Judge Lawrence’s decision in the Humble case, supra, would be stare decisis if it stands unaffected by the two later decisions of our appellate court. First, is the reversal of that very decision, which did not consider or disaffirm the holding here involved. Second, is the Baron Tube Co. case, supra. However, it will be noted that Judge Lawrence refers to plaintiff’s boomerang argument about the casing not being a casing when the rolling but not the cutting is done, but does not adopt it as his own. His own argument rather looks at the “advanced” shapes and shows the operations performed on them, which the Congress intended to cover with added protection. The legislative history seems to support his view, and it is not inconsistent with Baron Tube Co. It follows that certain manipulations after rolling, incident to making the rolled shape merchantable and fit for shipment, do not constitute “advance” within the congressional intent. Cutting to length is one of these.

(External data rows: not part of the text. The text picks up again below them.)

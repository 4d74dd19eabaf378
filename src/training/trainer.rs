use std::num::NonZeroUsize;

use log::{info, trace};
use ndarray::{Array1, ArrayView1};

use super::EpochStats;
use crate::{
    arch::{Network, index_max},
    dataset::Dataset,
};

/// Per layer scratch of a single example: its forward outputs and its error signals.
struct LayerData {
    outputs: Array1<f32>,
    deltas: Array1<f32>,
}

impl LayerData {
    fn new(outputs: Array1<f32>) -> Self {
        let deltas = Array1::zeros(outputs.len());
        Self { outputs, deltas }
    }
}

/// Trains a `Network` with online gradient descent, one example at a time, backpropagating
/// each example's error before the next one is seen.
pub struct BackpropTrainer<'a> {
    network: &'a mut Network,
    learning_rate: f32,
}

impl<'a> BackpropTrainer<'a> {
    /// Creates a new `BackpropTrainer`.
    ///
    /// # Arguments
    /// * `network` - The network to train in place.
    /// * `learning_rate` - The length of every gradient descent step.
    pub fn new(network: &'a mut Network, learning_rate: f32) -> Self {
        Self {
            network,
            learning_rate,
        }
    }

    pub fn network(&self) -> &Network {
        self.network
    }

    /// Runs `max_epochs` full passes over `dataset`, always in dataset order.
    ///
    /// # Returns
    /// The statistics of every epoch, first to last.
    pub fn train(&mut self, dataset: &Dataset, max_epochs: NonZeroUsize) -> Vec<EpochStats> {
        (1..=max_epochs.get())
            .map(|epoch| {
                let stats = self.train_epoch(epoch, dataset);
                info!(
                    epoch = stats.epoch(),
                    right = stats.right_recognized(),
                    samples = stats.samples(),
                    accuracy = stats.accuracy();
                    "finished epoch"
                );
                stats
            })
            .collect()
    }

    /// Makes a single pass over `dataset`.
    pub fn train_epoch(&mut self, epoch: usize, dataset: &Dataset) -> EpochStats {
        let mut right_recognized = 0;

        for (label, x) in dataset.iter() {
            if self.train_sample(label, x) {
                right_recognized += 1;
            }
        }

        EpochStats::new(epoch, right_recognized, dataset.len())
    }

    /// Trains the network on a single example.
    ///
    /// # Arguments
    /// * `label` - The expected class. Out of range labels get an all-zero target.
    /// * `x` - The example's features.
    ///
    /// # Returns
    /// Whether the network recognized the example before learning from it.
    pub fn train_sample(&mut self, label: usize, x: ArrayView1<f32>) -> bool {
        let mut data = self.forward_propagation(x);

        let prediction = data.last().and_then(|d| index_max(d.outputs.view()));
        self.prepare_deltas(label, &mut data);
        self.update_weights(x, &data);

        prediction == Some(label)
    }

    fn forward_propagation(&mut self, x: ArrayView1<f32>) -> Vec<LayerData> {
        let layers = self.network.layers_mut();
        let mut data: Vec<LayerData> = Vec::with_capacity(layers.len());

        for layer in layers {
            let outputs = match data.last() {
                Some(prev) => layer.activate(prev.outputs.view()),
                None => layer.activate(x),
            };

            data.push(LayerData::new(outputs));
        }

        data
    }

    fn prepare_deltas(&self, label: usize, data: &mut [LayerData]) {
        let layers = self.network.layers();
        let Some(last) = data.len().checked_sub(1) else {
            return;
        };

        let output = &mut data[last];
        for (j, neuron) in layers[last].neurons().iter().enumerate() {
            let o = output.outputs[j];
            let target = if j == label { 1. } else { 0. };
            output.deltas[j] = (target - o) * neuron.act_fn().derivative(o);
        }

        for l in (0..last).rev() {
            let (head, tail) = data.split_at_mut(l + 1);
            let (current, next) = (&mut head[l], &tail[0]);
            let next_neurons = layers[l + 1].neurons();

            for (i, neuron) in layers[l].neurons().iter().enumerate() {
                let sum: f32 = next_neurons
                    .iter()
                    .zip(&next.deltas)
                    .map(|(n, delta)| delta * n.weights()[i])
                    .sum();

                current.deltas[i] = sum * neuron.act_fn().derivative(current.outputs[i]);
            }
        }

        trace!("output deltas: {}", data[last].deltas);
    }

    fn update_weights(&mut self, x: ArrayView1<f32>, data: &[LayerData]) {
        let lr = self.learning_rate;

        for (l, layer) in self.network.layers_mut().iter_mut().enumerate() {
            let inputs = match l {
                0 => x,
                _ => data[l - 1].outputs.view(),
            };

            for (i, &delta) in data[l].deltas.iter().enumerate() {
                layer.update_weights(i, lr, delta, inputs);
            }
        }
    }
}
pub mod arch;
pub mod config;
pub mod dataset;
pub mod error;
pub mod initialization;
pub mod training;


pub use error::{MlErr, Result};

The cutting operation here involved is not exactly “cutting to length.” We deduce from the court papers that customers are not interested in the exact length of each unit of the merchandise, only *37average lengths. Typical invoices state outside diameter, weight per foot of length, and average length. Parts are cut off because they are excrescences, not to make the casings of any uniform length. Because the ends are irregular in thickness, they are unusable back to the point where the thickness is uniform. The witness said the j agged ends could not be shipped. He did not say why, but it would obviously be wasteful to ship steel that could only be discarded by the receiver.

Tn some cases, it has been held that cutting to lengths required for further manufacture is some kind of an advance. Atkins, Kroll & Co. v. United, States, 50 CCPA 62, C.A.D. 821; Chas. H. Demarest, Inc. v. United States, 44 CCPA 133, C.A.D. 650. But these involve free list provisions for woody substances or grass, rough, or not manufactured. We have held that cutting of a reed into lengths did not take it out of the category of “woods — -rough” when the cutting was done to get rid of excrescences, not to obtain the lengths required for further manufacture. Rico Products Co. et al. v. United States, 44 Cust. Ct. 100, C.D. 2159. While that case offers some parallels to the situation here, in that here, too, the object of the cutting is primarily to get rid of useless excrescences, we think that decisions interpreting different language in different contexts are not helpful guides: by going that far afield one could find authority for any proposition. Here, the Congress intended that the low specific duty should apply to shapes cut to length after rolling and that intent we believe applies a fortiori to shapes cut to remove excrescences without particular regard to length.

We reaffirm Judge Lawrence’s view that it makes no difference whether the cut is square or beveled. Counsel spent a lot of time on whether the two cutting tools used made separately a square cut and a bevel and whether one followed the other rather than operating simultaneously. The evidence showed that identical work could have been done with a single cutting tool and doubtless it would have been if the importer had anticipated the cosmic significance attached to the double tooling. Merchandise is dutiable in its condition as imported. Customs officers should be able to classify imports by what they see before them. It is not desirable and is contrary to the general rule that two identical imports should have to be classified differently because of minor differences in the operations that produced them. Congressional policy may at times override the convenience of customs officers, but we should not multiply the instances to serve no discernible policy. Therefore, we hold that cutting a rolled steel oil well casing to remove excrescent ends is not “advance” beyond rolling either because the cut is beveled, not square, or because it is made with two cutting tools, not one.

We hold, therefore, that the merchandise involved herein is properly dutiable as structural shapes, not advanced beyond hammering, roll*38ing, or casting, at one-tenth of 1 cent per pound under paragraph 312 of the Tariff Act of 1930, as modified. The protests are sustained and judgment will be rendered for the plaintiff.